Progesterone and synthetic progestin, dienogest, induce apoptosis of human primary cultures of adenomyotic stromal cells

Abstract Objectives To investigate the direct effects of progesterone receptor (PR) agonists on proliferation and apoptosis of human adenomyotic cells. Study Design Human primary cultures of adenomyotic stromal cells (ASCs) from 24 patients with adenomyosis were co-treated with estradiol (E2) plus the PR agonists, endogenous progesterone (P) or the synthetic progestin dienogest (DNG), which is used to treat endometriosis. In ASCs, anti-proliferative effects and induction of apoptosis were evaluated in the presence or absence of P (10 −8 –10 −6 M) or DNG (10 −8 –10 −6 M) in culture medium containing E2. Cellular proliferation was analyzed with bromodeoxyuridine incorporation and flow cytometry.

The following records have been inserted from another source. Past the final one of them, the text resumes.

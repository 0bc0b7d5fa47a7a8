//! Append-only generation log (`module.log`)

use chrono::{Local, SecondsFormat};
use std::path::{Path, PathBuf};
use tokio::fs::OpenOptions;
use tokio::io::AsyncWriteExt;

/// Appends one timestamped line per generation event. Never reads or rotates the file.
#[derive(Debug, Clone)]
pub struct ActivityLog {
    path: PathBuf,
}

impl ActivityLog {
    pub fn new(path: impl Into<PathBuf>) -> Self {
        Self { path: path.into() }
    }

    pub fn path(&self) -> &Path {
        &self.path
    }

    /// Append `[<timestamp>] <message>` to the log
    pub async fn append(&self, message: &str) -> std::io::Result<()> {
        let line = format_line(&Local::now().to_rfc3339_opts(SecondsFormat::Secs, false), message);

        let mut file = OpenOptions::new()
            .create(true)
            .append(true)
            .open(&self.path)
            .await?;
        file.write_all(line.as_bytes()).await?;
        file.flush().await
    }
}

fn format_line(timestamp: &str, message: &str) -> String {
    format!("[{}] {}\n", timestamp, message)
}
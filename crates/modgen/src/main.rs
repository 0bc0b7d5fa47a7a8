//! modgen CLI - Module generation for Fresh projects

use anyhow::{Context, Result};
use clap::{Parser, Subcommand};
use modgen_core::generate::GenerateRequest;
use modgen_core::{
    Filters, FrameworkConfig, GenerationOutcome, Generator, ModuleKind, ModulePath, ModuleStore,
};
use std::path::PathBuf;
use tracing_subscriber::EnvFilter;

/// CLI version
pub const CLI_VERSION: &str = env!("CARGO_PKG_VERSION");

/// Fresh framework configuration
#[derive(Clone)]
pub struct FreshConfig;

impl FrameworkConfig for FreshConfig {
    fn name(&self) -> &'static str {
        "fresh"
    }

    fn display_name(&self) -> &'static str {
        "Fresh"
    }

    fn docs_url(&self) -> &'static str {
        "https://fresh.deno.dev/docs/concepts/routing"
    }

    fn upgrade_command(&self) -> &'static str {
        "cargo install modgen --force"
    }

    fn next_steps(&self, outcome: &GenerationOutcome) -> Vec<String> {
        let mut steps = Vec::new();
        let current = std::env::current_dir().ok();
        let root = std::fs::canonicalize(&outcome.project_root).ok();

        // Step 1: cd to the project if not current
        if root.is_none() || current != root {
            steps.push(format!("cd {}", outcome.project_root.display()));
        }

        // Step 2: start the dev server
        steps.push("deno task start".to_string());

        // Step 3: try the route
        match outcome.entry.kind {
            ModuleKind::Frontend => {
                steps.push(format!("Open http://localhost:8000{}", outcome.entry.route))
            }
            ModuleKind::Backend => steps.push(format!(
                "curl http://localhost:8000{}",
                outcome.entry.route
            )),
        }

        // Step 4: read the generated notes
        steps.push(format!(
            "Read {}/spec.md ({})",
            outcome.module_dir.display(),
            self.docs_url()
        ));

        steps
    }
}

#[derive(Parser, Debug)]
#[command(name = "modgen")]
#[command(about = "CLI for generating Fresh modules and API routes")]
#[command(version)]
pub struct Args {
    /// Project root to generate into
    #[arg(long = "project-dir", env = "MODGEN_PROJECT_DIR", default_value = ".", global = true)]
    pub project_dir: PathBuf,

    /// Print debug diagnostics to stderr
    #[arg(short, long, global = true)]
    pub verbose: bool,

    #[command(subcommand)]
    pub command: Command,
}

#[derive(Subcommand, Debug)]
pub enum Command {
    /// Generate a page module (types, data, service, counter and page route)
    Create(CreateArgs),
    /// Generate an API module from a slash-delimited path, e.g. bands/linkinpark/song
    CreateServer(CreateServerArgs),
    /// List modules recorded in the project manifest
    List,
    /// Print the seed records a module would get, with the service filters applied
    Preview(PreviewArgs),
}

#[derive(Parser, Debug)]
pub struct CreateArgs {
    /// Module name (free text, normalized to kebab-case)
    pub name: String,

    /// Page route to use instead of the module name
    #[arg(long)]
    pub route: Option<String>,
}

#[derive(Parser, Debug)]
pub struct CreateServerArgs {
    /// Module path; the last segment names the record type
    pub path: String,
}

#[derive(Parser, Debug)]
pub struct PreviewArgs {
    /// Module name or path
    pub name: String,

    /// Case-insensitive exact address match
    #[arg(long)]
    pub address: Option<String>,

    /// Exact age match (ignored when not a number)
    #[arg(long)]
    pub age: Option<String>,

    /// Case-insensitive substring match on name
    #[arg(long)]
    pub search: Option<String>,
}

fn init_tracing(verbose: bool) {
    let filter = EnvFilter::try_from_env("MODGEN_LOG")
        .unwrap_or_else(|_| EnvFilter::new(if verbose { "debug" } else { "warn" }));

    tracing_subscriber::fmt()
        .with_env_filter(filter)
        .with_writer(std::io::stderr)
        .with_target(false)
        .without_time()
        .init();
}

fn parse_args() -> Args {
    match Args::try_parse() {
        Ok(args) => args,
        Err(e) => {
            // Usage errors exit with 1; --help and --version exit cleanly
            let code = if e.use_stderr() { 1 } else { 0 };
            let _ = e.print();
            std::process::exit(code);
        }
    }
}

#[tokio::main(flavor = "current_thread")]
async fn main() -> Result<()> {
    // Ensure terminal cursor is restored on panic
    let default_panic = std::panic::take_hook();
    std::panic::set_hook(Box::new(move |info| {
        let _ = console::Term::stderr().show_cursor();
        default_panic(info);
    }));

    // Handle Ctrl+C gracefully
    ctrlc::set_handler(move || {
        let _ = console::Term::stderr().show_cursor();
        std::process::exit(130);
    })
    .ok();

    let args = parse_args();
    init_tracing(args.verbose);

    let config = FreshConfig;
    let generator = Generator::from_config(&config, &args.project_dir, CLI_VERSION)?;
    tracing::debug!(
        framework = config.name(),
        root = %generator.root().display(),
        layout = ?generator.layout(),
        "project loaded"
    );

    match args.command {
        Command::Create(create) => {
            let request = GenerateRequest::Frontend {
                name: create.name,
                route: create.route,
            };
            let result = modgen_core::run(&config, &generator, request).await;

            // Ensure cursor is visible on normal exit
            let _ = console::Term::stderr().show_cursor();

            result.map(|_| ())
        }
        Command::CreateServer(server) => {
            let request = GenerateRequest::Backend { path: server.path };
            let result = modgen_core::run(&config, &generator, request).await;

            let _ = console::Term::stderr().show_cursor();

            result.map(|_| ())
        }
        Command::List => {
            let modules = generator.recorded_modules().await?;
            modgen_core::report::print_modules(&modules);
            Ok(())
        }
        Command::Preview(preview) => {
            // Paths preview the leaf record type, as create-server would seed it
            let name = ModulePath::parse(&preview.name)
                .filter(|p| p.segments().len() > 1)
                .map(|p| p.leaf().to_string())
                .unwrap_or(preview.name);
            let store = ModuleStore::seeded(&name);
            let records = store.list(&Filters {
                address: preview.address,
                age: preview.age,
                search: preview.search,
            });
            let json =
                serde_json::to_string_pretty(&records).context("Failed to serialize records")?;
            println!("{}", json);
            Ok(())
        }
    }
}
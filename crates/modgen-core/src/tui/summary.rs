//! Charm-style generation summary using cliclack

use crate::framework::FrameworkConfig;
use crate::generate::{kind_label, GenerateRequest, GenerationOutcome, Generator};
use crate::manifest::MergeOutcome;
use anyhow::Result;

/// Run one generation with a spinner and print the summary
pub async fn run<C: FrameworkConfig>(
    config: &C,
    generator: &Generator,
    request: GenerateRequest,
) -> Result<GenerationOutcome> {
    cliclack::intro(format!("{} modules", config.display_name()))?;

    let spinner = cliclack::spinner();
    spinner.start(format!(
        "Generating {} '{}'...",
        kind_label(request.kind()),
        request.target()
    ));

    let outcome = match generator.generate(&request).await {
        Ok(outcome) => outcome,
        Err(e) => {
            if e.wrote_files() {
                spinner.error("Module files were written, but bookkeeping failed");
            } else {
                spinner.stop("Nothing was generated");
            }
            if e.is_conflict() {
                cliclack::log::error(format!("{}", e))?;
                anyhow::bail!("Remove the existing files or pick another name.");
            }
            return Err(e.into());
        }
    };

    spinner.stop(format!(
        "Created {} files for {} '{}'",
        outcome.written.len(),
        kind_label(outcome.entry.kind),
        outcome.entry.name
    ));

    for path in &outcome.written {
        cliclack::log::success(path.display())?;
    }
    for path in &outcome.skipped {
        cliclack::log::info(format!("{} already exists, kept as is", path.display()))?;
    }
    for warning in &outcome.warnings {
        cliclack::log::warning(warning.lines().next().unwrap_or(warning))?;
    }

    let recorded = match outcome.manifest {
        MergeOutcome::Added => "added to",
        MergeOutcome::Replaced => "replaced in",
        MergeOutcome::Skipped => "already in",
    };
    cliclack::log::info(format!(
        "Route {} {} {}",
        outcome.entry.route,
        recorded,
        generator.layout().manifest_file
    ))?;

    print_next_steps(config, &outcome)?;

    Ok(outcome)
}

fn print_next_steps<C: FrameworkConfig>(config: &C, outcome: &GenerationOutcome) -> Result<()> {
    let steps = config.next_steps(outcome);

    println!();
    println!("  Next steps");
    println!();

    for (i, step) in steps.iter().enumerate() {
        println!("  {}.  {}", i + 1, step);
    }

    cliclack::outro("Happy coding!")?;

    Ok(())
}
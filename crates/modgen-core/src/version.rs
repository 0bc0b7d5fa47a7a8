//! Version comparison between this generator and the one that last wrote a manifest

use semver::Version;

/// Compare the running generator against the version recorded in a manifest.
/// Returns a warning message if the manifest was written by a newer generator.
pub fn check_compatibility(
    cli_version: &str,
    manifest_version: Option<&str>,
    upgrade_command: &str,
) -> Option<String> {
    let manifest_version = manifest_version?;

    // Unparseable versions can't be compared, skip the warning
    let cli_ver = parse_version(cli_version)?;
    let manifest_ver = parse_version(manifest_version)?;

    if cli_ver < manifest_ver {
        Some(format!(
            "This project's manifest was written by generator version {}.\n\
             You are running version {}.\n\
             Consider updating: {}",
            manifest_version, cli_version, upgrade_command
        ))
    } else {
        None
    }
}

/// Parse a version string, tolerating a leading `v`
fn parse_version(version_str: &str) -> Option<Version> {
    let cleaned = version_str.strip_prefix('v').unwrap_or(version_str);
    Version::parse(cleaned).ok()
}
//! Framework configuration trait for CLI binaries
//!
//! This trait defines the interface a binary implements to describe the web
//! framework whose conventions the generated modules follow.

use crate::generate::GenerationOutcome;

/// Configuration trait for the target framework
///
/// Implementations define:
/// - Framework identity (name, display name)
/// - Where project configuration is read from
/// - Documentation links
/// - Post-generation instructions
pub trait FrameworkConfig: Clone + Send + Sync + 'static {
    /// Internal framework name
    fn name(&self) -> &'static str;

    /// Human-readable display name
    fn display_name(&self) -> &'static str;

    /// Optional per-project layout file, relative to the project root
    fn config_file(&self) -> &'static str {
        "modgen.yaml"
    }

    /// URL for framework routing documentation
    fn docs_url(&self) -> &'static str;

    /// Upgrade/install command shown in version warnings
    fn upgrade_command(&self) -> &'static str;

    /// Generate the "next steps" instructions after a module is generated
    fn next_steps(&self, outcome: &GenerationOutcome) -> Vec<String>;
}
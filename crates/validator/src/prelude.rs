//! Prelude module for convenient imports.
//!
//! ```rust,ignore
//! use tagrule::prelude::*;
//!
//! let engine = Engine::new();
//! engine.register_rule("pin", |ctx: &FieldContext<'_>| {
//!     let digits: usize = ctx.param_as()?;
//!     Ok(ctx.value().as_str().is_some_and(|s| s.len() == digits))
//! })?;
//! ```

pub use crate::{
    Engine, EngineConfig, Error, FailureMode, FieldContext, FieldValue, RuleConfigError,
    StructLevel, StructValue, Validatable, ValidationErrors, ValidationFailure, Value,
};
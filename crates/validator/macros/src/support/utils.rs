use syn::spanned::Spanned;
use syn::{Data, DeriveInput, Fields};

/// Return named fields if the input is a struct that has them; otherwise error.
pub fn require_named_fields(input: &DeriveInput) -> syn::Result<&syn::FieldsNamed> {
    let fields = match &input.data {
        Data::Struct(s) => &s.fields,
        _ => {
            return Err(syn::Error::new(
                input.ident.span(),
                "Validatable can only be derived for structs",
            ));
        }
    };
    match fields {
        Fields::Named(named) => Ok(named),
        Fields::Unnamed(_) => Err(syn::Error::new(
            fields.span(),
            "Validatable requires a struct with named fields (e.g. `struct X { ... }`)",
        )),
        Fields::Unit => Err(syn::Error::new(
            fields.span(),
            "Validatable requires a non-unit struct with fields",
        )),
    }
}
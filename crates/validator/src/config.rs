//! Engine configuration.

use serde::{Deserialize, Serialize};

/// How many failures one field's rule chain may report.
#[derive(Debug, Clone, Copy, PartialEq, Eq, Hash, Default, Serialize, Deserialize)]
#[serde(rename_all = "snake_case")]
pub enum FailureMode {
    /// Stop a field's chain at its first failing rule or OR-group.
    ///
    /// Traversal still continues with the next field, element or key.
    #[default]
    FirstPerField,
    /// Report every failing rule or OR-group of a field's chain.
    AllPerField,
}

/// Configuration for an [`Engine`](crate::Engine).
///
/// Deserializable so it can be embedded in an application's own config file;
/// missing keys take their default.
///
/// # Examples
///
/// ```rust,ignore
/// use tagrule::{Engine, EngineConfig, FailureMode};
///
/// let engine = Engine::with_config(
///     EngineConfig::default()
///         .with_failure_mode(FailureMode::AllPerField)
///         .with_spec_cache_capacity(0),
/// );
/// ```
#[derive(Debug, Clone, PartialEq, Eq, Serialize, Deserialize)]
#[serde(default)]
pub struct EngineConfig {
    /// Maximum number of parsed rule strings kept in the cache. `0` disables caching.
    pub spec_cache_capacity: u64,
    /// Per-field failure reporting.
    pub failure_mode: FailureMode,
    /// Whether `required` fails on a struct whose fields are all zero.
    ///
    /// When `false`, only a nil struct fails `required` and zero structs are
    /// recursed into.
    pub zero_struct_fails_required: bool,
    /// Maximum number of aliases an alias may nest, not counting itself.
    ///
    /// `0` allows only aliases that expand to plain rules.
    pub max_alias_depth: usize,
}

impl Default for EngineConfig {
    fn default() -> Self {
        Self {
            spec_cache_capacity: 1024,
            failure_mode: FailureMode::FirstPerField,
            zero_struct_fails_required: true,
            max_alias_depth: 32,
        }
    }
}

impl EngineConfig {
    /// Sets the parsed-spec cache capacity.
    #[must_use = "builder methods must be chained or built"]
    pub fn with_spec_cache_capacity(mut self, capacity: u64) -> Self {
        self.spec_cache_capacity = capacity;
        self
    }

    /// Sets the per-field failure mode.
    #[must_use = "builder methods must be chained or built"]
    pub fn with_failure_mode(mut self, mode: FailureMode) -> Self {
        self.failure_mode = mode;
        self
    }

    /// Sets whether zero structs fail `required`.
    #[must_use = "builder methods must be chained or built"]
    pub fn with_zero_struct_fails_required(mut self, enabled: bool) -> Self {
        self.zero_struct_fails_required = enabled;
        self
    }

    /// Sets the alias nesting limit.
    #[must_use = "builder methods must be chained or built"]
    pub fn with_max_alias_depth(mut self, depth: usize) -> Self {
        self.max_alias_depth = depth;
        self
    }
}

Apoptosis was detected with annexin V/7-amino-actinomycin D (7-AAD) staining with flow cytometry and cellular caspase 3/7 activity. Results P and DNG significantly decreased the proportion of cells in the S phase. In addition, both P and DNG increased apoptosis as measured by annexin V-positive/7-AAD -negative cells and caspase 3/7 activity. Conclusions Both endogenous P and synthetic progestin directly inhibited cellular proliferation and induced apoptosis in human ASCs. These pharmacological features of progestational compounds provide insight into the therapeutic strategy for the treatment of adenomyosis.